• WHAT YOU ARE ASKED TO DO: Please read the records below and return each line holding the string "false".

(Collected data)
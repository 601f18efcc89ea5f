//! Navigation bar context

use serde::Serialize;

use crate::services::SessionData;

/// Top-level sections of the admin tool
#[derive(Debug, Clone, Copy, PartialEq, Eq, Serialize)]
#[serde(rename_all = "snake_case")]
pub enum Section {
    Dashboard,
    Manufacturers,
    Models,
    Videos,
    VideoSeries,
    Devices,
    Users,
}

impl Section {
    const PUBLIC: [Section; 5] = [
        Section::Dashboard,
        Section::Manufacturers,
        Section::Models,
        Section::Videos,
        Section::VideoSeries,
    ];
    const ADMIN: [Section; 2] = [Section::Devices, Section::Users];

    pub fn title(self) -> &'static str {
        match self {
            Section::Dashboard => "Dashboard",
            Section::Manufacturers => "Manufacturers",
            Section::Models => "Models",
            Section::Videos => "Videos",
            Section::VideoSeries => "Video Series",
            Section::Devices => "Devices",
            Section::Users => "Users",
        }
    }

    pub fn href(self) -> &'static str {
        match self {
            Section::Dashboard => "/dashboard",
            Section::Manufacturers => "/manufacturers",
            Section::Models => "/models",
            Section::Videos => "/videos",
            Section::VideoSeries => "/videoSeries",
            Section::Devices => "/devices",
            Section::Users => "/users",
        }
    }
}

#[derive(Debug, Clone, PartialEq, Eq, Serialize)]
pub struct NavItem {
    pub title: &'static str,
    pub href: &'static str,
    pub active: bool,
}

/// Navigation shown on every signed-in page
#[derive(Debug, Clone, PartialEq, Eq, Serialize)]
pub struct Navigation {
    pub items: Vec<NavItem>,
    pub username: Option<String>,
    pub is_admin: bool,
}

impl Navigation {
    pub fn new(active: Section, session: Option<&SessionData>) -> Self {
        Self::build(Some(active), session)
    }

    /// Navigation without an active section, for error pages
    pub fn for_session(session: Option<&SessionData>) -> Self {
        Self::build(None, session)
    }

    fn build(active: Option<Section>, session: Option<&SessionData>) -> Self {
        let Some(session) = session else {
            return Self {
                items: Vec::new(),
                username: None,
                is_admin: false,
            };
        };
        let admin_sections: &[Section] = if session.is_admin { &Section::ADMIN } else { &[] };
        let items = Section::PUBLIC
            .iter()
            .chain(admin_sections)
            .map(|section| NavItem {
                title: section.title(),
                href: section.href(),
                active: Some(*section) == active,
            })
            .collect();
        Self {
            items,
            username: Some(session.username.clone()),
            is_admin: session.is_admin,
        }
    }
}

#[cfg(test)]
mod tests {
    use super::*;

    fn session(is_admin: bool) -> SessionData {
        SessionData {
            auth_token: "t".into(),
            is_admin,
            username: "Chris".into(),
        }
    }

    #[test]
    fn test_admin_sections_only_for_admins() {
        let editor = Navigation::new(Section::Models, Some(&session(false)));
        assert_eq!(editor.items.len(), 5);
        assert!(!editor.items.iter().any(|i| i.href == "/users"));

        let admin = Navigation::new(Section::Users, Some(&session(true)));
        assert_eq!(admin.items.len(), 7);
        assert!(admin.items.iter().any(|i| i.href == "/users" && i.active));
    }

    #[test]
    fn test_active_section() {
        let nav = Navigation::new(Section::VideoSeries, Some(&session(false)));
        let active: Vec<_> = nav.items.iter().filter(|i| i.active).map(|i| i.href).collect();
        assert_eq!(active, vec!["/videoSeries"]);
        assert_eq!(nav.username.as_deref(), Some("Chris"));
    }

    #[test]
    fn test_signed_out_has_no_items() {
        let nav = Navigation::for_session(None);
        assert!(nav.items.is_empty());
        assert!(!nav.is_admin);

        let nav = Navigation::for_session(Some(&session(true)));
        assert!(nav.items.iter().all(|i| !i.active));
    }
}
//! Video link schema
//!
//! A link attaches a video either to a video series or to a stage. The
//! attachment point is taken from the route the form is submitted on.

use serde::{Deserialize, Serialize};
use serde_json::{json, Map, Value};

use super::form::{display_opt, ContentSchema, FormErrors, FormField, Scope};
use super::{ContentType, Item};

pub struct VideoLink;

#[derive(Debug, Clone, Default, Serialize, Deserialize)]
pub struct VideoLinkForm {
    #[serde(default, rename = "videoID")]
    pub video_id: String,
    #[serde(default, rename = "referenceID")]
    pub reference_id: String,
}

impl ContentSchema for VideoLink {
    const KIND: ContentType = ContentType::VideoSeriesVideoLink;
    const OPTIONS: Option<ContentType> = Some(ContentType::Video);
    type Form = VideoLinkForm;

    fn form_from_item(item: &Item) -> VideoLinkForm {
        VideoLinkForm {
            video_id: display_opt(item.get_i64("videoID")),
            reference_id: display_opt(item.get_i64("referenceID")),
        }
    }

    fn fields(form: &VideoLinkForm, videos: &[Item]) -> Vec<FormField> {
        vec![
            FormField::item_select("videoID", "Video", &form.video_id, videos).required(),
            FormField::number("referenceID", "Position", &form.reference_id),
        ]
    }

    fn validate(form: &VideoLinkForm, scope: &Scope) -> Result<Map<String, Value>, FormErrors> {
        let mut errors = FormErrors::new();
        let video_id = errors.required_id("videoID", &form.video_id);
        let reference_id = errors.optional_number::<i64>("referenceID", &form.reference_id);
        let series_id = scope.parent_id(ContentType::VideoSeries);
        let stage_id = scope.parent_id(ContentType::Stage);
        if series_id.is_none() && stage_id.is_none() {
            errors.add("videoID", "Video must be attached to a series or a stage");
        }
        errors.finish(json!({
            "videoID": video_id,
            "referenceID": reference_id,
            "videoSerieID": series_id,
            "stageID": stage_id,
        }))
    }
}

• RESPONSE TO THE EXERCISE:
                is_admin: false,
        let editor = Navigation::new(Section::Models, Some(&session(false)));
        let nav = Navigation::new(Section::VideoSeries, Some(&session(false)));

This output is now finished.